The data quality and metrics team tackled their data quality challenges by implementing the Monte Carlo data observability platform. Monte Carlo provides an understanding of data lineage from source to destination, ensuring that downstream users can quickly identify and address data discrepancies. The platform began providing value during the proof of concept when it revealed discrepancies in data uploaded in an hourly ETL process. During the proof of concept, the team immediately saw discrepancies in the hourly update data that they had been reporting as consistent.

Senior Manager, Data Quality and Metrics

Results: Delivering trustworthy data for AI models

“Alation is now the front end for our data,” says the senior manager. “It’s where we want people to go to search for data and understand how to use it.” By surfacing PII policies and usage rules directly in the Alation UI — along with documentation, definitions, and a business glossary — the company’s data teams can provide enterprise-wide, governed access to data for metrics and reporting. Thanks to the tight integration between Alation and Monte Carlo, even non-technical users can quickly see data quality issues without leaving Alation.

For this fast-paced delivery company, data observability is the key to high-quality reporting data. With data observability from Monte Carlo, they can see and alert their users in real-time when there’s an issue. Monte Carlo is a critical tool for data observability and trustworthiness. In the last quarter of 2022 alone, the company estimates that they saved an estimated $500,000 by proactively identifying outliers in critical machine learning (ML) models with Monte Carlo alerts.

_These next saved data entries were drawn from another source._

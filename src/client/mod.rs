//! Consumer-side access to the stats service.
//!
//! [`StatsClient`] walks an ordered list of [`StatsApi`] backends, normally
//! the HTTP service followed by the local-storage fallback, and returns the
//! first answer. Callers cannot tell which backend replied.

mod http;
mod local;

pub use http::HttpStatsApi;
pub use local::{LocalOptions, LocalStatsApi, LAST_VISIT_INCREMENT_KEY};

use crate::errors::StoreError;
use crate::models::LikeStats;
use async_trait::async_trait;
use std::{future::Future, sync::Arc};
use tracing::{debug, warn};

/// Identity-free view of the counters: the backend decides who "I" am.
#[async_trait]
pub trait StatsApi: Send + Sync {
    fn name(&self) -> &'static str;

    async fn increment_visit(&self) -> Result<u64, StoreError>;

    async fn visit_count(&self) -> Result<u64, StoreError>;

    /// Flips the caller's like: `currently_liked == true` removes it.
    async fn toggle_like(&self, currently_liked: bool) -> Result<LikeStats, StoreError>;

    async fn like_stats(&self) -> Result<LikeStats, StoreError>;
}

#[derive(Clone)]
pub struct StatsClient {
    backends: Vec<Arc<dyn StatsApi>>,
}

impl StatsClient {
    pub fn new(backends: Vec<Arc<dyn StatsApi>>) -> Self {
        Self { backends }
    }

    /// The usual chain: the network service first, then the local store.
    pub fn with_fallback(remote: HttpStatsApi, local: LocalStatsApi) -> Self {
        Self::new(vec![Arc::new(remote), Arc::new(local)])
    }

    async fn first_success<T, F, Fut>(&self, operation: &'static str, call: F) -> Result<T, StoreError>
    where
        F: Fn(Arc<dyn StatsApi>) -> Fut,
        Fut: Future<Output = Result<T, StoreError>>,
    {
        for backend in &self.backends {
            match call(Arc::clone(backend)).await {
                Ok(value) => {
                    debug!(backend = backend.name(), operation, "stats call answered");
                    return Ok(value);
                }
                Err(err) => {
                    warn!(backend = backend.name(), operation, "stats call failed: {err}");
                }
            }
        }
        Err(StoreError::Unavailable(format!(
            "no stats backend answered {operation}"
        )))
    }

    pub async fn increment_visit_or_default(&self) -> u64 {
        StatsApi::increment_visit(self).await.unwrap_or_default()
    }

    pub async fn visit_count_or_default(&self) -> u64 {
        StatsApi::visit_count(self).await.unwrap_or_default()
    }

    pub async fn toggle_like_or_default(&self, currently_liked: bool) -> LikeStats {
        StatsApi::toggle_like(self, currently_liked)
            .await
            .unwrap_or_default()
    }

    pub async fn like_stats_or_default(&self) -> LikeStats {
        StatsApi::like_stats(self).await.unwrap_or_default()
    }
}

/// Errors only when every backend in the chain failed.
#[async_trait]
impl StatsApi for StatsClient {
    fn name(&self) -> &'static str {
        "chain"
    }

    async fn increment_visit(&self) -> Result<u64, StoreError> {
        self.first_success("increment_visit", |api| async move {
            api.increment_visit().await
        })
        .await
    }

    async fn visit_count(&self) -> Result<u64, StoreError> {
        self.first_success("visit_count", |api| async move { api.visit_count().await })
            .await
    }

    async fn toggle_like(&self, currently_liked: bool) -> Result<LikeStats, StoreError> {
        self.first_success("toggle_like", |api| async move {
            api.toggle_like(currently_liked).await
        })
        .await
    }

    async fn like_stats(&self) -> Result<LikeStats, StoreError> {
        self.first_success("like_stats", |api| async move { api.like_stats().await })
            .await
    }
}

With the rise of GenAI initiatives that support the continuous improvement of the customer and shopper experience, the data quality and metrics team is laser-focused on providing high-quality data to the data science team. “There’s an ever-increasing usage of the data we’re creating,” concludes their senior manager. “By using Alation to certify data assets and Monte Carlo to demonstrate that those assets are being continuously monitored, my team can ensure that we’re providing trustworthy data to the data science team for their AI models.”